Wrap data in secret function to mask sensitive values in output and logs.

For basic string secret just wrap a value into a string:

I.fillField('password', secret('123456'))

When executed it will be printed like this:

I fill field "password" "*****"

Other Examples

I.fillField('password', secret('123456'))
I.append('password', secret('123456'))
I.type('password', secret('123456'))

For an object, which can be a payload to POST request, specify which fields should be masked:

I.sendPostRequest(
  '/login',
  secret(
    {
      name: 'davert',
      password: '123456',
    },
    'password',
  ),
)

The object created from secret is as Proxy to the object passed in. When printed password will be replaced with ****.

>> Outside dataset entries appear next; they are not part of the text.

use axum::{
    body::Body,
    extract::{
        rejection::{JsonRejection, PathRejection},
        FromRequest, FromRequestParts, Path, Request,
    },
    http::request::Parts,
    Json,
};
use serde::de::DeserializeOwned;

use crate::core::error::AppError;

/// `Json` wrapper for upload requests. Body rejections come back in the
/// error envelope: well-formed JSON with missing or mistyped fields is a
/// `VALIDATION_ERROR`, anything else a `BAD_REQUEST`.
pub struct AppJson<T>(pub T);

impl<T, S> FromRequest<S> for AppJson<T>
where
    T: DeserializeOwned,
    S: Send + Sync,
{
    type Rejection = AppError;

    async fn from_request(req: Request<Body>, state: &S) -> Result<Self, Self::Rejection> {
        Json::<T>::from_request(req, state)
            .await
            .map(|Json(value)| Self(value))
            .map_err(json_rejection_to_error)
    }
}

fn json_rejection_to_error(rejection: JsonRejection) -> AppError {
    match rejection {
        JsonRejection::JsonDataError(err) => AppError::Validation(err.body_text()),
        JsonRejection::JsonSyntaxError(err) => {
            AppError::BadRequest(format!("Malformed JSON body: {}", err.body_text()))
        }
        JsonRejection::MissingJsonContentType(_) => {
            AppError::BadRequest("Expected Content-Type: application/json".to_string())
        }
        other => AppError::BadRequest(other.body_text()),
    }
}

/// `Path` wrapper whose rejections use the error envelope, so a malformed
/// upload id is a `VALIDATION_ERROR` instead of axum's plain-text 400.
pub struct AppPath<T>(pub T);

impl<T, S> FromRequestParts<S> for AppPath<T>
where
    T: DeserializeOwned + Send,
    S: Send + Sync,
{
    type Rejection = AppError;

    async fn from_request_parts(parts: &mut Parts, state: &S) -> Result<Self, Self::Rejection> {
        Path::<T>::from_request_parts(parts, state)
            .await
            .map(|Path(value)| Self(value))
            .map_err(path_rejection_to_error)
    }
}

fn path_rejection_to_error(rejection: PathRejection) -> AppError {
    match rejection {
        PathRejection::FailedToDeserializePathParams(err) => {
            AppError::Validation(format!("Invalid path parameter: {}", err.body_text()))
        }
        other => AppError::Internal(other.body_text()),
    }
}
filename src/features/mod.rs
pub mod uploads;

⚠️ Only direct properties of the object can be masked via secret

# 2. Global Sensitive Data Masking

CodeceptJS can automatically mask sensitive data in all output (logs, steps, debug messages, errors) using configurable patterns. This feature uses the maskSensitiveData configuration option.

# Basic Usage (Boolean)

Enable basic masking with predefined patterns:

// codecept.conf.js
exports.config = {
  // ... other config
  maskSensitiveData: true,
}

This will mask common sensitive data patterns like:

Authorization headers
API keys
Passwords
Tokens
Client secrets

# Advanced Usage (Custom Patterns)

Define your own masking patterns:

// codecept.conf.js
exports.config = {
  // ... other config
  maskSensitiveData: {
    enabled: true,
    patterns: [
      {
        name: 'Email',
        regex: /(\b[A-Za-z0-9._%+-]+@[A-Za-z0-9.-]+\.[A-Z|a-z]{2,}\b)/gi,
        mask: '[MASKED_EMAIL]',
      },
      {
        name: 'Credit Card',
        regex: /\b(?:\d{4}[- ]?){3}\d{4}\b/g,
        mask: '[MASKED_CARD]',
      },
      {
        name: 'Phone Number',
        regex: /(\+?1[-.\s]?)?\(?([0-9]{3})\)?[-.\s]?([0-9]{3})[-.\s]?([0-9]{4})/g,
        mask: '[MASKED_PHONE]',
      },
      {
        name: 'SSN',
        regex: /\b\d{3}-\d{2}-\d{4}\b/g,
        mask: '[MASKED_SSN]',
      },
    ],
  },
}

# Pattern Configuration

Each custom pattern object should have:

name: A descriptive name for the pattern
regex: A JavaScript regular expression to match the sensitive data
mask: The replacement string to show instead of the sensitive data

# Examples

With the above configuration:

Input:

User email: [email protected]
Credit card: 4111 1111 1111 1111
Phone: +1-555-123-4567

Output:

User email: [MASKED_EMAIL]
Credit card: [MASKED_CARD]
Phone: [MASKED_PHONE]

# Where Masking Applies

Global sensitive data masking is applied to:

Step descriptions and output
Debug messages (--debug mode)
Log messages (--verbose mode)
Error messages
Success messages

⚠️ Direct console.log() calls in helper functions are not masked. Use CodeceptJS output functions instead.

# Combining Both Approaches

You can use both secret() function and global masking together. The secret() function is applied first, then global patterns are applied to the remaining output.